Tuesday, August 09, 2005
hanging on
Waste nothing, chica, not even pain. Particularly not pain.
- Eudora in Zami: A New Spelling of My Name by Audre Lorde.
Terror?
Last week, Tony Blair announced an ostensibly new policy of deporting "extremists", regardless of the human rights policies of the country of origin, defying international law. Ostensibly new because this is actually the de facto policy, justified by this extended War on Terror, now made de jure. Forgive me if I am a bit reticent in accepting that this is what must be done to protect ourselves and each other from terrorists. I question the ethics of governments that so narrowly define terrorism as individual acts, except for when referring to an entire group that they can now conveniently vilify since they did not agree with them anyway.
When I think of things that I am truly terrified of, it is not the possibility of a terrorist attack so narrowly defined. I realize that this is partly a luxury of knowing that where I live, what I do, who I am, doesn't make me the most appealing target. But mostly, it is because what terrifies me are my everyday realities.
I am terrified that my nephews are growing up in a world that encourages them to disown me because of who I may choose to date and partner with. I am terrified that my stubborness in acknowledging the truth (on my best days), will someday be the end of me. I am terrified that another man I know will choose to see me as an object to be assaulted. I am terrified that the last question I will ever be asked will be "Did you live ethically?" and my response will not be an unqualified yes. I am terrified that people will continue to refuse to take my experiences as an East Asian woman seriously. I am terrified of not knowing reciprocal love. I am terrified that my various addictions and ways in which I cope with the world will reduce my ability to be an actor in it. I am terrified that those I love carry these and other terrors that prevent them from falling asleep at night and make them reluctant to wake up in the morning. There are many many things that I am terrified of, but most of all, I am terrified that all of these terrors I carry around with me, will never go away. Will have no reason to go away.

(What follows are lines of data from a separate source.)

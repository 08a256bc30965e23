//! Package installation via apt-get.

use tracing::info;

use crate::error::Result;

/// Packages every install needs besides the IPsec implementation.
pub const BASE_PACKAGES: &[&str] = &["lsof", "ppp", "xl2tpd"];

/// Installs the VPN packages.
pub struct PackageInstaller {
    packages: Vec<String>,
    dry_run: bool,
}

impl PackageInstaller {
    pub fn new(ipsec_package: &str, dry_run: bool) -> Self {
        let mut packages: Vec<String> = BASE_PACKAGES.iter().map(|p| p.to_string()).collect();
        if !packages.iter().any(|p| p == ipsec_package) {
            packages.push(ipsec_package.to_string());
        }
        Self { packages, dry_run }
    }

    #[cfg(test)]
    pub fn packages(&self) -> &[String] {
        &self.packages
    }

    /// Install all packages. apt-get is a no-op for ones already present.
    ///
    /// Returns the command line that ran, `None` when only logged.
    pub async fn install(&self) -> Result<Option<String>> {
        let mut args = vec!["install", "-y", "--no-install-recommends"];
        args.extend(self.packages.iter().map(String::as_str));
        let command = format!("apt-get {}", args.join(" "));

        if self.dry_run {
            info!("Would run: {}", command);
            return Ok(None);
        }

        super::run("apt-get", &args, &[("DEBIAN_FRONTEND", "noninteractive")]).await?;
        info!("Installed packages: {}", self.packages.join(" "));
        Ok(Some(command))
    }
}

As Blair and Bush continue their asinine strategies to maintain lies as if they were truths, it occurs to me that policies rooted in terror of what would happen if one were not the oppressor have never been, and never will be, ethical. I like to think that eventually, what is right has, and will, prevail. This, I know, is optimistic to the point of hurting.
But let us each hope, for the sake of letting go of at least some of our terrors, that this is true. And that this will happen sooner rather than later for those whose terror is the terror of waking up, knowing that one's very existence is enough of a threat to justify one's nonexistence.
Monday, August 08, 2005
the perfect set.
hence the marriage proposal. and hence the consideration of the non-marriage proposal.

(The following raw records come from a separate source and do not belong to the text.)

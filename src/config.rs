//! Provisioning preferences.
//!
//! Loaded from a small JSON file, `~/.config/l2tp-ipsec/config.json` unless
//! `--config` points elsewhere. Every field has a default, so an empty object
//! (or no file at the default location) yields a working server config.

use std::fs;
use std::path::{Path, PathBuf};

use serde::{Deserialize, Serialize};

use crate::error::{L2tpIpsecError, Result};

/// A CHAP account allowed to dial in.
#[derive(Debug, Clone, PartialEq, Eq, Serialize, Deserialize)]
pub struct User {
    pub name: String,
    pub password: String,
}

/// Persisted provisioning preferences.
#[derive(Debug, Clone, Serialize, Deserialize)]
#[serde(default)]
pub struct Config {
    /// IPsec implementation package (`openswan`, `strongswan`, `libreswan`).
    pub ipsec_package: String,

    /// Base name of the interface clients connect to. Aliases (`eth0:1`) are
    /// considered too.
    pub public_interface: String,
    /// Base name of the interface on the internal network.
    pub private_interface: String,

    pub users: Vec<User>,
    /// Pre-shared key for the IPsec secrets entry.
    pub psk: String,

    /// Network handed out over PPP; excluded from `virtual_private`.
    pub ppp_link_network: String,
    pub ip_range: String,
    pub local_ip: String,
    pub dns_servers: Vec<String>,

    pub xl2tpd_path: PathBuf,
    pub ppp_path: PathBuf,
    /// Defaults to `<ppp_path>/options.xl2tpd`.
    pub pppoptfile: Option<PathBuf>,
    pub ipsec_conf_path: PathBuf,
    pub ipsec_secrets_path: PathBuf,
}

impl Default for Config {
    fn default() -> Self {
        Self {
            ipsec_package: "openswan".into(),
            public_interface: "eth0".into(),
            private_interface: "eth0".into(),
            users: Vec::new(),
            psk: "preshared_secret".into(),
            ppp_link_network: "10.55.55.0/24".into(),
            ip_range: "10.55.55.5-10.55.55.100".into(),
            local_ip: "10.55.55.4".into(),
            dns_servers: vec!["8.8.8.8".into(), "8.8.4.4".into()],
            xl2tpd_path: PathBuf::from("/etc/xl2tpd"),
            ppp_path: PathBuf::from("/etc/ppp"),
            pppoptfile: None,
            ipsec_conf_path: PathBuf::from("/etc/ipsec.conf"),
            ipsec_secrets_path: PathBuf::from("/etc/ipsec.secrets"),
        }
    }
}

impl Config {
    /// Default config file path: `~/.config/l2tp-ipsec/config.json`.
    ///
    /// Returns `None` if the home/config directory can't be determined.
    pub fn default_path() -> Option<PathBuf> {
        dirs::config_dir().map(|d| d.join("l2tp-ipsec").join("config.json"))
    }

    /// Load the config.
    ///
    /// With an explicit path the file must exist. Without one, a missing file
    /// at the default location means defaults. A file that exists but doesn't
    /// parse is always an error.
    pub fn load(path: Option<&Path>) -> Result<Self> {
        let path = match path {
            Some(p) => p.to_path_buf(),
            None => match Self::default_path() {
                Some(p) if p.exists() => p,
                _ => return Ok(Self::default()),
            },
        };

        let contents = fs::read_to_string(&path)
            .map_err(|e| L2tpIpsecError::Config(format!("{}: {}", path.display(), e)))?;

        Self::from_json(&contents)
            .map_err(|e| L2tpIpsecError::Config(format!("{}: {}", path.display(), e)))
    }

    fn from_json(contents: &str) -> std::result::Result<Self, serde_json::Error> {
        serde_json::from_str(contents)
    }

    pub fn pppoptfile(&self) -> PathBuf {
        self.pppoptfile
            .clone()
            .unwrap_or_else(|| self.ppp_path.join("options.xl2tpd"))
    }

    pub fn chap_secrets_path(&self) -> PathBuf {
        self.ppp_path.join("chap-secrets")
    }

    pub fn xl2tpd_conf_path(&self) -> PathBuf {
        self.xl2tpd_path.join("xl2tpd.conf")
    }
}

#[cfg(test)]
mod tests {
    use super::*;

    #[test]
    fn test_empty_object_uses_defaults() {
        let config = Config::from_json("{}").unwrap();
        assert_eq!(config.ipsec_package, "openswan");
        assert_eq!(config.public_interface, "eth0");
        assert_eq!(config.private_interface, "eth0");
        assert!(config.users.is_empty());
        assert_eq!(config.pppoptfile(), PathBuf::from("/etc/ppp/options.xl2tpd"));
        assert_eq!(config.chap_secrets_path(), PathBuf::from("/etc/ppp/chap-secrets"));
        assert_eq!(config.xl2tpd_conf_path(), PathBuf::from("/etc/xl2tpd/xl2tpd.conf"));
    }

    #[test]
    fn test_partial_override() {
        let config = Config::from_json(
            r#"{
  "public_interface": "ens3",
  "ppp_path": "/opt/ppp",
  "users": [{"name": "alice", "password": "s3cret"}]
}"#,
        )
        .unwrap();

        assert_eq!(config.public_interface, "ens3");
        assert_eq!(config.private_interface, "eth0");
        assert_eq!(config.pppoptfile(), PathBuf::from("/opt/ppp/options.xl2tpd"));
        assert_eq!(
            config.users,
            vec![User {
                name: "alice".into(),
                password: "s3cret".into()
            }]
        );
    }

    #[test]
    fn test_explicit_missing_file_is_error() {
        let path = std::env::temp_dir().join(format!(
            "l2tp-ipsec-missing-{}.json",
            std::process::id()
        ));
        assert!(matches!(
            Config::load(Some(&path)),
            Err(L2tpIpsecError::Config(_))
        ));
    }

    #[test]
    fn test_malformed_file_is_error() {
        let path = std::env::temp_dir().join(format!(
            "l2tp-ipsec-malformed-{}.json",
            std::process::id()
        ));
        fs::write(&path, "{ not json").unwrap();
        let result = Config::load(Some(&path));
        let _ = fs::remove_file(&path);
        assert!(matches!(result, Err(L2tpIpsecError::Config(_))));
    }
}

and her songs were all about brokenness and loves she had and lives she's lived and all of that stuff that you know if you just thought about all of that hurt and nostalgia and melancholy, you'd be kicking your own ass or your friend would or whatever, for being so deeply self-involved and self-indulgent, but somehow, she makes it seem as though that's the only reasonable thing to do. and she wasn't missing the idea of anything - she was just missing that which she once had or thought she knew.
me, too, lucinda. me, too.
but she sang it all in a way where you just knew that she was alright. that maybe she was tapping into a lot of anger and bitterness and resentment about what various people wanted her to be to them, about people asking her for things she was unwilling to give, about people unwilling to accept her on her own terms as she stood in front of them, about not being enough for the various people she's loved, about fucking up and not being forgiven, about not getting somewhere quite fast enough to make it work, about desiring herself to be somebody she knows she isn't, about desiring someone else to be someone she knows they aren't, about all of that that we all carry around with us all the time, but her wryness and honesty were enough to make me believe that she knows she has more living to do and more songs to write. that she saved the hardest things for last - that writing love songs is harder than writing any other songs.
i'm getting there, lucinda. i'm getting there.
what i mean when i say i'm a writer.
i guess i'm not a paid-by-the-word type of writer. at least, i'm hoping i'm not.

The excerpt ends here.